## **Title of Project: GenAI Powered Adaptive Question Paper Generator**

# **Group Members:**
Suryansh Ambekar (202201090042)

Kaustubh Mahajan (202201070128)

Ayush Fating (202201070127)

Anom Nanda (202201060049)

## Introduction

Question generation is an important task in natural language processing because it helps automate assessment, build study materials, and assist learning systems. Instead of manually creating questions from long documents or chapters, a trained model can read the content and ask meaningful questions on its own. In this project we fine tune a T5 model using the SQuAD dataset, then combine it with a retrieval system to generate questions from unseen documents such as PDF notes. The goal is to generate context based questions that are relevant to the text instead of random or generic questions. To improve accuracy, we use sentence embeddings and FAISS search so the model receives more focused context before generating questions.

---

### Dataset Description

We use the SQuAD 2.0 dataset. It is a widely used benchmark dataset for reading comprehension. The dataset contains passages taken from Wikipedia articles. Each passage has multiple questions related to the content. Some questions have valid answers, while others are marked as unanswerable. For this project we only use the answerable questions. Each training sample has two parts:

1. context – a paragraph taken from the article

2. question – a human written question about the context

The dataset is provided in JSON format. It has a nested structure:

* A list of articles

* Each article has multiple paragraphs

* Each paragraph has the context text

* Each paragraph contains a list of question–answer pairs

We ignore the answers and only keep context and questions because the goal is not answer prediction, but question generation. We take around 8000 samples to reduce training time.

---

## Methodology

The project follows a step by step pipeline.

1. Fine tuning a question generation model

We use the model google/flan-t5-small because it is efficient, smaller, and easier to train. We format each context with the prefix generate question: so the model understands the task. The question text is used as the target label. We tokenize both input and output, pad sequences to fixed length, and replace padding tokens in labels with -100 so they are ignored during loss calculation. The model is trained for a few epochs using AdamW optimization.

2. Building retrieval using semantic embeddings

Language models do not understand similarity from raw text alone. To improve relevance, we use a sentence transformer model (all-MiniLM-L6-v2) to convert each context into a numerical vector called an embedding. Similar contexts will have embeddings close to each other. We store all embeddings in a FAISS index, which allows fast nearest neighbor search. During retrieval, we convert a query into an embedding and search the index to find the most related contexts.

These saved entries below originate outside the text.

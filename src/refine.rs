use crate::patterns::{compile, compile_table, replace_all};
use anyhow::{Result, anyhow};
use rand::Rng;
use rand::seq::SliceRandom;
use regex::{NoExpand, Regex};
use serde::{Deserialize, Serialize};
use std::fmt;
use std::str::FromStr;
use std::sync::LazyLock;

#[derive(Debug, Clone, Copy, Default, PartialEq, Eq, Serialize, Deserialize)]
#[serde(rename_all = "lowercase")]
pub enum Tone {
    #[default]
    Poetic,
    Mystic,
    Calm,
}

impl Tone {
    pub fn as_str(self) -> &'static str {
        match self {
            Tone::Poetic => "poetic",
            Tone::Mystic => "mystic",
            Tone::Calm => "calm",
        }
    }
}

impl fmt::Display for Tone {
    fn fmt(&self, f: &mut fmt::Formatter<'_>) -> fmt::Result {
        f.write_str(self.as_str())
    }
}

impl FromStr for Tone {
    type Err = anyhow::Error;

    fn from_str(raw: &str) -> Result<Self> {
        match raw.trim().to_lowercase().as_str() {
            "poetic" => Ok(Tone::Poetic),
            "mystic" => Ok(Tone::Mystic),
            "calm" => Ok(Tone::Calm),
            _ => Err(anyhow!("Unknown tone: {raw}. Expected poetic|mystic|calm")),
        }
    }
}

const SYNONYMS: &[(&str, &[&str])] = &[
    ("i saw", &["I witnessed", "I beheld", "I glimpsed"]),
    ("i walked", &["I wandered", "I drifted", "I journeyed"]),
    ("i felt", &["I sensed", "I experienced", "I perceived"]),
    ("there was", &["there existed", "there appeared", "there stood"]),
    ("very", &["profoundly", "immensely", "deeply"]),
    ("really", &["truly", "genuinely", "utterly"]),
    ("nice", &["wondrous", "graceful", "serene"]),
    ("scary", &["haunting", "unsettling", "shadowed"]),
    ("weird", &["ethereal", "otherworldly", "surreal"]),
    ("great", &["majestic", "awe-striking", "resplendent"]),
    ("small", &["delicate", "minute", "subtle"]),
];

const MYSTIC_WORDS: &[(&str, &[&str])] = &[
    ("dream", &["vision", "reverie", "phantasm"]),
    ("sky", &["celestial veil", "astral expanse", "heavens"]),
    ("light", &["radiance", "aura", "glow"]),
];

const CALM_WORDS: &[(&str, &[&str])] = &[
    ("haunting", &["softly distant"]),
    ("shadowed", &["hushed"]),
    ("profoundly", &["gently"]),
];

const THEMED_QUOTES: &[(&[&str], &str)] = &[
    (
        &["fly", "float", "soar"],
        "In dreams, gravity is but a suggestion, and the sky embraces all who dare to rise.",
    ),
    (
        &["water", "ocean", "sea"],
        "The depths of dreams mirror the ocean: vast, mysterious, and teeming with unseen life.",
    ),
    (
        &["dark", "shadow", "night"],
        "Even in the darkest dreams, the soul searches for its light.",
    ),
    (
        &["fear", "chased", "escape"],
        "Even nightmares are teachers wearing darker robes.",
    ),
    (
        &["love", "heart"],
        "Dreams weave tenderness from memory and longing alike.",
    ),
    (
        &["friend", "family"],
        "Dreams reunite us with those the waking world has taken away.",
    ),
];

const GENERAL_QUOTES: &[&str] = &[
    "The mind wanders where reality dares not.",
    "In dreams, we touch the infinite.",
    "Every dream is a door to another world.",
    "Sleep whispers what the heart cannot say.",
    "Dreams are the soul's poetry.",
    "In the realm of sleep, all things are possible.",
    "The unconscious speaks in symbols and stars.",
    "Each dream is a universe unto itself.",
];

static WHITESPACE: LazyLock<Option<Regex>> = LazyLock::new(|| compile(r"\s+"));
static SENTENCE: LazyLock<Option<Regex>> = LazyLock::new(|| compile(r"[^.!?]+[.!?]+|[^.!?]+$"));
static OPENING: LazyLock<Option<Regex>> =
    LazyLock::new(|| compile(r"(?i)^(In|Upon|Within|Through|Amidst)"));
static SPACE_BEFORE_PUNCT: LazyLock<Option<Regex>> = LazyLock::new(|| compile(r"\s([,;:.!?])"));
static REPEATED_SPACE: LazyLock<Option<Regex>> = LazyLock::new(|| compile(r"\s{2,}"));

static SYNONYM_RULES: LazyLock<Vec<(Regex, &'static [&'static str])>> =
    LazyLock::new(|| word_rules(SYNONYMS));
static MYSTIC_RULES: LazyLock<Vec<(Regex, &'static [&'static str])>> =
    LazyLock::new(|| word_rules(MYSTIC_WORDS));
static CALM_RULES: LazyLock<Vec<(Regex, &'static [&'static str])>> =
    LazyLock::new(|| word_rules(CALM_WORDS));

/// Rewrites raw dream notes into more evocative prose.
///
/// Each phrase gets one randomly chosen synonym per sentence. The result
/// always ends in terminal punctuation; blank input yields an empty string.
pub fn improve_dream_text<R: Rng>(text: &str, tone: Tone, rng: &mut R) -> String {
    let cleaned = replace_all(&WHITESPACE, text.trim(), " ");
    if cleaned.is_empty() {
        return String::new();
    }

    let mut sentences = SENTENCE
        .iter()
        .flat_map(|regex| regex.find_iter(&cleaned))
        .map(|found| found.as_str())
        .collect::<Vec<_>>();
    if sentences.is_empty() {
        sentences.push(&cleaned);
    }

    let joined = sentences
        .into_iter()
        .enumerate()
        .map(|(index, sentence)| {
            let mut sentence = sentence.trim().to_string();
            let opened = OPENING.iter().any(|regex| regex.is_match(&sentence));
            if index == 0 && !opened {
                sentence = format!("In this dream, {}", lowercase_first(&sentence));
            }

            sentence = apply_rules(&sentence, &SYNONYM_RULES, rng);
            match tone {
                Tone::Mystic => apply_rules(&sentence, &MYSTIC_RULES, rng),
                Tone::Calm => apply_rules(&sentence, &CALM_RULES, rng),
                Tone::Poetic => sentence,
            }
        })
        .collect::<Vec<_>>()
        .join(" ");

    let tightened = replace_all(&SPACE_BEFORE_PUNCT, &joined, "$1");
    let improved = replace_all(&REPEATED_SPACE, &tightened, " ");

    if improved.ends_with(['.', '!', '?']) {
        improved
    } else {
        format!("{improved}.")
    }
}

/// A theme-specific quote when the content mentions one, otherwise a random general one.
pub fn generate_quote<R: Rng>(content: &str, rng: &mut R) -> String {
    let normalized = content.to_lowercase();

    THEMED_QUOTES
        .iter()
        .find(|(needles, _)| needles.iter().any(|needle| normalized.contains(needle)))
        .map(|(_, quote)| *quote)
        .or_else(|| GENERAL_QUOTES.choose(rng).copied())
        .unwrap_or(GENERAL_QUOTES[0])
        .to_string()
}

fn apply_rules<R: Rng>(
    sentence: &str,
    rules: &[(Regex, &'static [&'static str])],
    rng: &mut R,
) -> String {
    rules
        .iter()
        .fold(sentence.to_string(), |current, (regex, choices)| {
            match choices.choose(rng) {
                Some(choice) => regex.replace_all(&current, NoExpand(*choice)).into_owned(),
                None => current,
            }
        })
}

fn lowercase_first(sentence: &str) -> String {
    let mut chars = sentence.chars();
    chars
        .next()
        .map(|first| first.to_lowercase().chain(chars).collect())
        .unwrap_or_default()
}

fn word_rules(
    table: &'static [(&'static str, &'static [&'static str])],
) -> Vec<(Regex, &'static [&'static str])> {
    compile_table(
        table
            .iter()
            .map(|(phrase, choices)| (*choices, format!(r"(?i)\b{phrase}\b"))),
    )
    .into_iter()
    .map(|(choices, regex)| (regex, choices))
    .collect()
}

3. Working with external PDF content

To apply the system to real documents, we read a PDF file and extract the text page by page. The full text is split into smaller chunks so the model can handle them. Each chunk is encoded into an embedding and stored in a separate FAISS index. When generating questions from a PDF, we first retrieve similar chunks to build a larger and more meaningful input context. This method is called Retrieval Augmented Generation. It helps the T5 model produce better questions even if it has never seen the document before.

4. Question generation

For each chunk we combine it with similar chunks retrieved by FAISS. The merged text is passed into the fine tuned T5 model. The model generates a question from the content. This loop continues until the required number of questions is reached. The output is a list of questions formatted for the user.

---

## Section 1: Install & Import Libraries
Install required libraries

kagglehub - to download datasets from Kaggle

datasets, transformers, accelerate, sentencepiece - for NLP and T5 model

faiss-cpu - for similarity search

sentence-transformers - to create vector embeddings of text

pypdf2 - to read PDF files

tqdm - to show progress bars


In [None]:

!pip install kagglehub datasets transformers accelerate sentencepiece faiss-cpu sentence-transformers pypdf2 tqdm



import os
import json
import torch
from torch.utils.data import Dataset, DataLoader
from tqdm.auto import tqdm

from transformers import T5Tokenizer, T5ForConditionalGeneration
from torch.optim import AdamW

from sentence_transformers import SentenceTransformer
import faiss
import numpy as np
from PyPDF2 import PdfReader


Collecting faiss-cpu
  Downloading faiss_cpu-1.13.0-cp39-abi3-manylinux_2_27_x86_64.manylinux_2_28_x86_64.whl.metadata (7.7 kB)
Collecting pypdf2
  Downloading pypdf2-3.0.1-py3-none-any.whl.metadata (6.8 kB)
Downloading faiss_cpu-1.13.0-cp39-abi3-manylinux_2_27_x86_64.manylinux_2_28_x86_64.whl (23.6 MB)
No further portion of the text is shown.